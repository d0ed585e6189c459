use std::time::Duration;

use busbar_domain::wire::RecordFormat;

use crate::domain::types::FailureState;

// ── Store faults ─────────────────────────────────────────────────────────────

/// Classified database failure.
///
/// Repositories map driver errors onto these variants so callers can tell
/// transient infrastructure trouble from deterministic failures.
#[derive(Debug, thiserror::Error)]
pub enum StoreError {
    #[error("database connection lost")]
    ConnectionLost(#[source] anyhow::Error),
    #[error("statement timed out")]
    QueryTimeout(#[source] anyhow::Error),
    #[error("lock acquisition timed out")]
    LockTimeout(#[source] anyhow::Error),
    #[error("database is read-only")]
    ReadOnly(#[source] anyhow::Error),
    #[error("unique constraint violated: {0}")]
    Unique(String),
    #[error("concurrent modification detected")]
    Conflict,
    #[error(transparent)]
    Other(#[from] anyhow::Error),
}

impl StoreError {
    /// Faults a later attempt against the same database may not hit.
    ///
    /// `ReadOnly` counts: it is what a client sees mid-failover, before the
    /// new primary accepts writes.
    pub fn is_transient(&self) -> bool {
        matches!(
            self,
            StoreError::ConnectionLost(_)
                | StoreError::QueryTimeout(_)
                | StoreError::LockTimeout(_)
                | StoreError::ReadOnly(_)
        )
    }
}

// ── External collaborator faults ─────────────────────────────────────────────

/// The task system rejected or failed a request.
#[derive(Debug, thiserror::Error)]
#[error("task system request failed")]
pub struct TaskError(#[from] pub anyhow::Error);

/// A bus gateway interaction failed.
#[derive(Debug, thiserror::Error)]
pub enum BusError {
    #[error("bus did not acknowledge within {0:?}")]
    Timeout(Duration),
    #[error("bus send failed")]
    Send(#[source] anyhow::Error),
    #[error("bus receive failed")]
    Receive(#[source] anyhow::Error),
}

// ── Service error ────────────────────────────────────────────────────────────

/// Recovery service error variants.
#[derive(Debug, thiserror::Error)]
pub enum RecoveryError {
    #[error("failure record not found")]
    RecordNotFound,
    #[error("failure group not found")]
    GroupNotFound,
    #[error("{0}")]
    Validation(String),
    #[error("record in state {0} cannot be resent")]
    NotRetryable(FailureState),
    #[error("record in state {0} cannot be deleted")]
    NotDeletable(FailureState),
    #[error("record should be in state {expected} but is {actual}")]
    TaskPrecondition {
        expected: FailureState,
        actual: FailureState,
    },
    #[error("concurrent modification detected")]
    Conflict,
    #[error("payload carries no recognizable wire format")]
    UnresolvableFormat,
    #[error("no configured cluster accepts format {0}")]
    NoSuitableCluster(RecordFormat),
    #[error("bus did not acknowledge within {0:?}")]
    ReplayTimeout(Duration),
    #[error("bus send failed")]
    BusSend(#[source] anyhow::Error),
    #[error(transparent)]
    Store(StoreError),
    #[error("internal error")]
    Internal(#[from] anyhow::Error),
}

impl RecoveryError {
    pub fn kind(&self) -> &'static str {
        match self {
            Self::RecordNotFound => "RECORD_NOT_FOUND",
            Self::GroupNotFound => "GROUP_NOT_FOUND",
            Self::Validation(_) => "VALIDATION",
            Self::NotRetryable(_) => "NOT_RETRYABLE",
            Self::NotDeletable(_) => "NOT_DELETABLE",
            Self::TaskPrecondition { .. } => "TASK_PRECONDITION",
            Self::Conflict => "CONFLICT",
            Self::UnresolvableFormat => "UNRESOLVABLE_FORMAT",
            Self::NoSuitableCluster(_) => "NO_SUITABLE_CLUSTER",
            Self::ReplayTimeout(_) => "REPLAY_TIMEOUT",
            Self::BusSend(_) => "BUS_SEND",
            Self::Store(_) => "STORE",
            Self::Internal(_) => "INTERNAL",
        }
    }

    /// Listener-side fault classification.
    ///
    /// True only for transient store faults, wherever they sit in the cause
    /// chain. Everything else, bad payloads included, is final for the
    /// delivery at hand.
    pub fn is_recoverable(&self) -> bool {
        if let Self::Store(store) = self {
            return store.is_transient();
        }
        let mut source = std::error::Error::source(self);
        while let Some(err) = source {
            if let Some(store) = err.downcast_ref::<StoreError>() {
                return store.is_transient();
            }
            source = err.source();
        }
        false
    }
}

impl From<StoreError> for RecoveryError {
    fn from(err: StoreError) -> Self {
        match err {
            // A lost optimistic-lock race is a business-level conflict.
            StoreError::Conflict => RecoveryError::Conflict,
            other => RecoveryError::Store(other),
        }
    }
}

impl From<BusError> for RecoveryError {
    fn from(err: BusError) -> Self {
        match err {
            BusError::Timeout(waited) => RecoveryError::ReplayTimeout(waited),
            BusError::Send(source) => RecoveryError::BusSend(source),
            BusError::Receive(source) => {
                RecoveryError::Internal(source.context("bus receive failed"))
            }
        }
    }
}
use uuid::Uuid;

use busbar_domain::pagination::Page;

use crate::domain::repository::FailureRecordRepository;
use crate::domain::types::{FailureRecord, FailureState};
use crate::error::RecoveryError;

pub struct GetFailureUseCase<R>
where
    R: FailureRecordRepository,
{
    pub records: R,
}

impl<R> GetFailureUseCase<R>
where
    R: FailureRecordRepository,
{
    pub async fn execute(&self, id: Uuid) -> Result<FailureRecord, RecoveryError> {
        self.records
            .find_by_id(id)
            .await?
            .ok_or(RecoveryError::RecordNotFound)
    }
}

/// One page of failures plus the overall count for that state.
#[derive(Debug, Clone)]
pub struct FailurePage {
    pub records: Vec<FailureRecord>,
    pub total: u64,
}

pub struct ListFailuresByStateUseCase<R>
where
    R: FailureRecordRepository,
{
    pub records: R,
}

impl<R> ListFailuresByStateUseCase<R>
where
    R: FailureRecordRepository,
{
    pub async fn execute(
        &self,
        state: FailureState,
        page: Page,
    ) -> Result<FailurePage, RecoveryError> {
        let records = self.records.list_by_state(state, page).await?;
        let total = self.records.count_by_state(state).await?;
        Ok(FailurePage { records, total })
    }
}

/// How many failures a causing message has accumulated so far; the retry
/// policy reads the same number when sizing its backoff.
pub struct CountFailuresForCausingEventUseCase<R>
where
    R: FailureRecordRepository,
{
    pub records: R,
}

impl<R> CountFailuresForCausingEventUseCase<R>
where
    R: FailureRecordRepository,
{
    pub async fn execute(&self, event_id: &str) -> Result<u64, RecoveryError> {
        Ok(self.records.count_for_causing_event(event_id).await?)
    }
}
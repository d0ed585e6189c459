use chrono::Utc;
use uuid::Uuid;

use crate::domain::repository::FailureGroupRepository;
use crate::domain::types::{CausingEvent, FailureGroup, FailureRecord, GroupKey};
use crate::error::{RecoveryError, StoreError};

// ── Group assignment ─────────────────────────────────────────────────────────

/// Buckets permanently classified failures by their signature.
///
/// The signature is (error code, event name, reporting service, stack hash);
/// two failures sharing all four almost certainly share a root cause, so
/// they land in one group and one ticket covers them.
#[derive(Clone)]
pub struct GroupDeduplicator<G>
where
    G: FailureGroupRepository,
{
    pub groups: G,
    pub enabled: bool,
}

impl<G> GroupDeduplicator<G>
where
    G: FailureGroupRepository,
{
    /// Find or create the group for a record, racing ingestion peers.
    ///
    /// Records without a stack hash carry too weak a signature to bucket;
    /// they stay ungrouped. With grouping disabled this is a no-op.
    pub async fn assign(
        &self,
        record: &FailureRecord,
        event: &CausingEvent,
    ) -> Result<Option<Uuid>, StoreError> {
        if !self.enabled {
            return Ok(None);
        }
        let Some(stack_hash) = record.stack_hash.clone() else {
            return Ok(None);
        };
        let key = GroupKey {
            error_code: record.error_code.clone(),
            event_name: event.event_name.clone(),
            source_service: record.reporter_service.clone(),
            stack_hash,
        };
        if let Some(existing) = self.groups.find_by_key(&key).await? {
            return Ok(Some(existing.id));
        }
        let group = FailureGroup {
            id: Uuid::now_v7(),
            key: key.clone(),
            error_message: record.error_message.clone(),
            ticket: None,
            note: None,
            created_at: Utc::now(),
            modified_at: None,
        };
        match self.groups.insert(&group).await {
            Ok(()) => Ok(Some(group.id)),
            // A concurrent inserter won the signature; use the surviving row.
            Err(StoreError::Unique(_)) => {
                let existing = self.groups.find_by_key(&key).await?.ok_or_else(|| {
                    StoreError::Other(anyhow::anyhow!(
                        "failure group for {key:?} vanished after unique violation"
                    ))
                })?;
                Ok(Some(existing.id))
            }
            Err(err) => Err(err),
        }
    }
}

// ── Group administration ─────────────────────────────────────────────────────

/// Attach, replace or clear the issue-tracker ticket of a group.
pub struct UpdateGroupTicketUseCase<G>
where
    G: FailureGroupRepository,
{
    pub groups: G,
}

impl<G> UpdateGroupTicketUseCase<G>
where
    G: FailureGroupRepository,
{
    /// A blank or empty ticket clears the association.
    pub async fn execute(&self, group_id: Uuid, ticket: Option<&str>) -> Result<(), RecoveryError> {
        let ticket = ticket.map(str::trim).filter(|t| !t.is_empty());
        match self.groups.update_ticket(group_id, ticket).await {
            Ok(true) => Ok(()),
            Ok(false) => Err(RecoveryError::GroupNotFound),
            Err(StoreError::Unique(_)) => Err(RecoveryError::Validation(
                "ticket is already assigned to another group".to_owned(),
            )),
            Err(err) => Err(err.into()),
        }
    }
}

/// Replace the free-text note of a group.
pub struct UpdateGroupNoteUseCase<G>
where
    G: FailureGroupRepository,
{
    pub groups: G,
}

impl<G> UpdateGroupNoteUseCase<G>
where
    G: FailureGroupRepository,
{
    pub async fn execute(&self, group_id: Uuid, note: Option<&str>) -> Result<(), RecoveryError> {
        let note = note.map(str::trim).filter(|n| !n.is_empty());
        if self.groups.update_note(group_id, note).await? {
            Ok(())
        } else {
            Err(RecoveryError::GroupNotFound)
        }
    }
}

------------------------------------------------

__YOUR INSTRUCTIONS__. Please make an exact copy of the lines above from the line with "Listener-side fault classification." through the line with "if let Self::Store(store)", both ends included.

__SOLUTION TO THE EXERCISE__.
    /// Listener-side fault classification.
    ///
    /// True only for transient store faults, wherever they sit in the cause
    /// chain. Everything else, bad payloads included, is final for the
    /// delivery at hand.
    pub fn is_recoverable(&self) -> bool {
        if let Self::Store(store) = self {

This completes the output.